Linkerd’s mTLS requires some preparation for production use, especially for long-lived clusters or clusters that expect to have cross-cluster traffic.

The trust anchor generated by the default linkerd install CLI command expires after 365 days. After that, it must be manually rotated—a non-trivial task. Alternatively, you can provide the trust anchor yourself and control the expiration date, e.g. setting it to 10 years rather than one year.

Kubernetes clusters that make use of Linkerd’s multi-cluster communication must share a trust anchor. Thus, the default linkerd install setup will not work for this situation and you must provide an explicit trust anchor.

Similarly, the default cluster issuer certificate and key expire after a year. These must be rotated before they expire. Alternatively, you can set up automatic rotation with cert-manager.

External systems such as Buoyant Cloud can be used to monitor cluster credentials and to send reminders if they are close to expiration.

How does Linkerd’s mTLS implementation work?

The Linkerd control plane contains a certificate authority (CA) called identity. This CA issues TLS certificates to each Linkerd data plane proxy. Each certificate is bound to the Kubernetes ServiceAccount identity of the containing pod. These TLS certificates expire after 24 hours and are automatically rotated. The proxies use these certificates to encrypt and authenticate TCP traffic to other proxies.

On the control plane side, Linkerd maintains a set of credentials in the cluster: a trust anchor, and an issuer certificate and private key. These credentials can be generated by Linkerd during install time, or optionally provided by an external source, e.g. Vault or cert-manager. The issuer certificate and private key are stored in a Kubernetes Secret; this Secret is placed in the linkerd namespace and can only be read by the service account used by the Linkerd control plane’s identity component.

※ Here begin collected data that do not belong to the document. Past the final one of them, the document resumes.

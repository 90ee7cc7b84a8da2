// ============================================================
// COMMAND LINE
// ============================================================

use std::path::{Path, PathBuf};

use clap::{Parser, Subcommand};
use tracing::info;

use crate::application::use_cases::predict::with_cancel;
use crate::application::{CsvImporter, ExportOutcome};
use crate::domain::error::{AppError, Result};
use crate::infrastructure::bootstrap::AppState;
use crate::infrastructure::config::ConfigOverrides;
use crate::infrastructure::storage::DirectorySink;
use crate::interfaces::ctrl_c;

/// Terminal client for a remote tabular prediction service
#[derive(Parser, Debug)]
#[command(name = "predictdesk")]
#[command(author, version, about, long_about = None)]
pub struct Cli {
    /// TOML configuration file (defaults to ./predictdesk.toml)
    #[arg(long, global = true)]
    pub config: Option<PathBuf>,

    /// Base URL of the prediction service
    #[arg(long, global = true, env = "PREDICTDESK_SERVICE_URL")]
    pub service_url: Option<String>,

    /// Per-request deadline in seconds
    #[arg(long = "timeout", global = true)]
    pub timeout_secs: Option<u64>,

    /// Directory exported files are written to
    #[arg(long, global = true)]
    pub export_dir: Option<PathBuf>,

    #[command(subcommand)]
    pub command: Option<Commands>,
}

#[derive(Subcommand, Debug, Clone, PartialEq)]
pub enum Commands {
    /// Interactive session (default)
    Console,

    /// Import a CSV, predict every row and write the results
    Batch {
        /// CSV file with a header row naming the feature fields
        #[arg(long, short)]
        input: PathBuf,

        /// Where to write the results CSV
        #[arg(long, short, default_value = "batch_predictions.csv")]
        output: PathBuf,
    },
}

impl Cli {
    pub fn overrides(&self) -> ConfigOverrides {
        ConfigOverrides {
            service_url: self.service_url.clone(),
            request_timeout_secs: self.timeout_secs,
            export_dir: self.export_dir.clone(),
        }
    }
}

/// One-shot batch: import, predict, export. Any failure aborts the run.
pub async fn run_batch_job(state: AppState, input: &Path, output: &Path) -> Result<PathBuf> {
    let AppState {
        mut session,
        predict,
        ..
    } = state;

    let importer = CsvImporter::new(session.schema().clone());
    let summary = importer.import_file(input, session.buffer_mut())?;
    if summary.rows == 0 {
        return Err(AppError::ImportError(format!(
            "{} has no data rows",
            input.display()
        )));
    }

    let results = with_cancel(predict.predict_batch(&mut session), ctrl_c()).await?;
    info!(rows = results.len(), "Batch job predicted");

    let (dir, name) = split_output(output)?;
    match session.export_batch(&DirectorySink::new(dir), name)? {
        ExportOutcome::Saved(path) => Ok(path),
        ExportOutcome::NothingToExport => Err(AppError::Internal(
            "Batch results were not available for export".to_string(),
        )),
    }
}

fn split_output(output: &Path) -> Result<(PathBuf, &str)> {
    let name = output
        .file_name()
        .and_then(|n| n.to_str())
        .ok_or_else(|| {
            AppError::ValidationError(format!("Invalid output path: {}", output.display()))
        })?;
    let dir = match output.parent() {
        Some(parent) if !parent.as_os_str().is_empty() => parent.to_path_buf(),
        _ => PathBuf::from("."),
    };
    Ok((dir, name))
}

#[cfg(test)]
mod tests {
    use super::*;
    use crate::domain::client_config::AppConfig;
    use crate::infrastructure::bootstrap::setup;
    use serde_json::json;
    use wiremock::matchers::{method, path};
    use wiremock::{Mock, MockServer, ResponseTemplate};

    #[test]
    fn test_parse_batch_subcommand() {
        let cli = Cli::parse_from([
            "predictdesk",
            "--timeout",
            "5",
            "batch",
            "--input",
            "rows.csv",
            "-o",
            "out/results.csv",
        ]);
        assert_eq!(cli.overrides().request_timeout_secs, Some(5));
        assert_eq!(
            cli.command,
            Some(Commands::Batch {
                input: PathBuf::from("rows.csv"),
                output: PathBuf::from("out/results.csv"),
            })
        );
    }

    #[test]
    fn test_console_is_default() {
        let cli = Cli::parse_from(["predictdesk"]);
        assert!(cli.command.is_none());
    }

    #[test]
    fn test_split_output() {
        let (dir, name) = split_output(Path::new("results.csv")).unwrap();
        assert_eq!(dir, PathBuf::from("."));
        assert_eq!(name, "results.csv");

        let (dir, name) = split_output(Path::new("out/r.csv")).unwrap();
        assert_eq!(dir, PathBuf::from("out"));
        assert_eq!(name, "r.csv");
    }

    #[tokio::test]
    async fn test_batch_job_writes_results() {
        let server = MockServer::start().await;
        Mock::given(method("POST"))
            .and(path("/predict_batch"))
            .respond_with(ResponseTemplate::new(200).set_body_json(json!({
                "predictions": ["yes", "no"],
                "probabilities": [0.9, 0.25]
            })))
            .mount(&server)
            .await;

        let dir = tempfile::tempdir().unwrap();
        let input = dir.path().join("rows.csv");
        std::fs::write(&input, "b,a,label\n2,1,x\n4,3,y\n").unwrap();

        let config = AppConfig {
            service_url: Some(server.uri()),
            schema: vec!["a".to_string(), "b".to_string()],
            ..AppConfig::default()
        };
        let output = dir.path().join("results.csv");
        let saved = run_batch_job(setup(&config).unwrap(), &input, &output)
            .await
            .unwrap();

        assert_eq!(saved, output);
        assert_eq!(
            std::fs::read_to_string(&output).unwrap(),
            "a,b,prediction,probability\n1,2,yes,0.9\n3,4,no,0.25"
        );
    }

    #[tokio::test]
    async fn test_batch_job_fails_on_missing_column() {
        let dir = tempfile::tempdir().unwrap();
        let input = dir.path().join("rows.csv");
        std::fs::write(&input, "a\n1\n").unwrap();

        let config = AppConfig {
            service_url: Some("http://127.0.0.1:9".to_string()),
            schema: vec!["a".to_string(), "b".to_string()],
            ..AppConfig::default()
        };
        let err = run_batch_job(setup(&config).unwrap(), &input, &dir.path().join("o.csv"))
            .await
            .unwrap_err();
        assert_eq!(err, AppError::ImportError("CSV missing column: b".to_string()));
        assert!(!dir.path().join("o.csv").exists());
    }
}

On the data plane side, each proxy is passed the trust anchor in an environment variable. At startup, the proxy generates a private key, stored in a tmpfs emptyDir which stays in memory and never leaves the pod. The proxy connects to the control plane’s identity component, validating the connection to identity with the trust anchor, and issues a certificate signing request (CSR). The CSR contains an initial certificate with identity set to the pod’s Kubernetes ServiceAccount, and the actual service account token, so that identity can validate that the CSR is valid. After validation, the signed trust bundle is returned to the proxy, which can use it as both a client and server certificate. These certificates are scoped to 24 hours and dynamically refreshed using the same mechanism.

Finally, when a proxy receives an outbound connection from the application container within its pod, it looks up that destination with the Linkerd control plane. If it’s in the Kubernetes cluster, the control plane provides the proxy with the destination’s endpoint addresses, along with metadata including an identity name. When the proxy connects to the destination, it initiates a TLS handshake and verifies that that the destination proxy’s certificate is signed by the trust anchor and contains the expected identity.

Caveats and future work

  • Linkerd does not require mTLS unless authorization policies are configured.

  • Ideally, the ServiceAccount token that Linkerd uses would not be shared with other potential uses of that token. In future Kubernetes releases, Kubernetes will support audience/time-bound ServiceAccount tokens, and Linkerd will use those instead.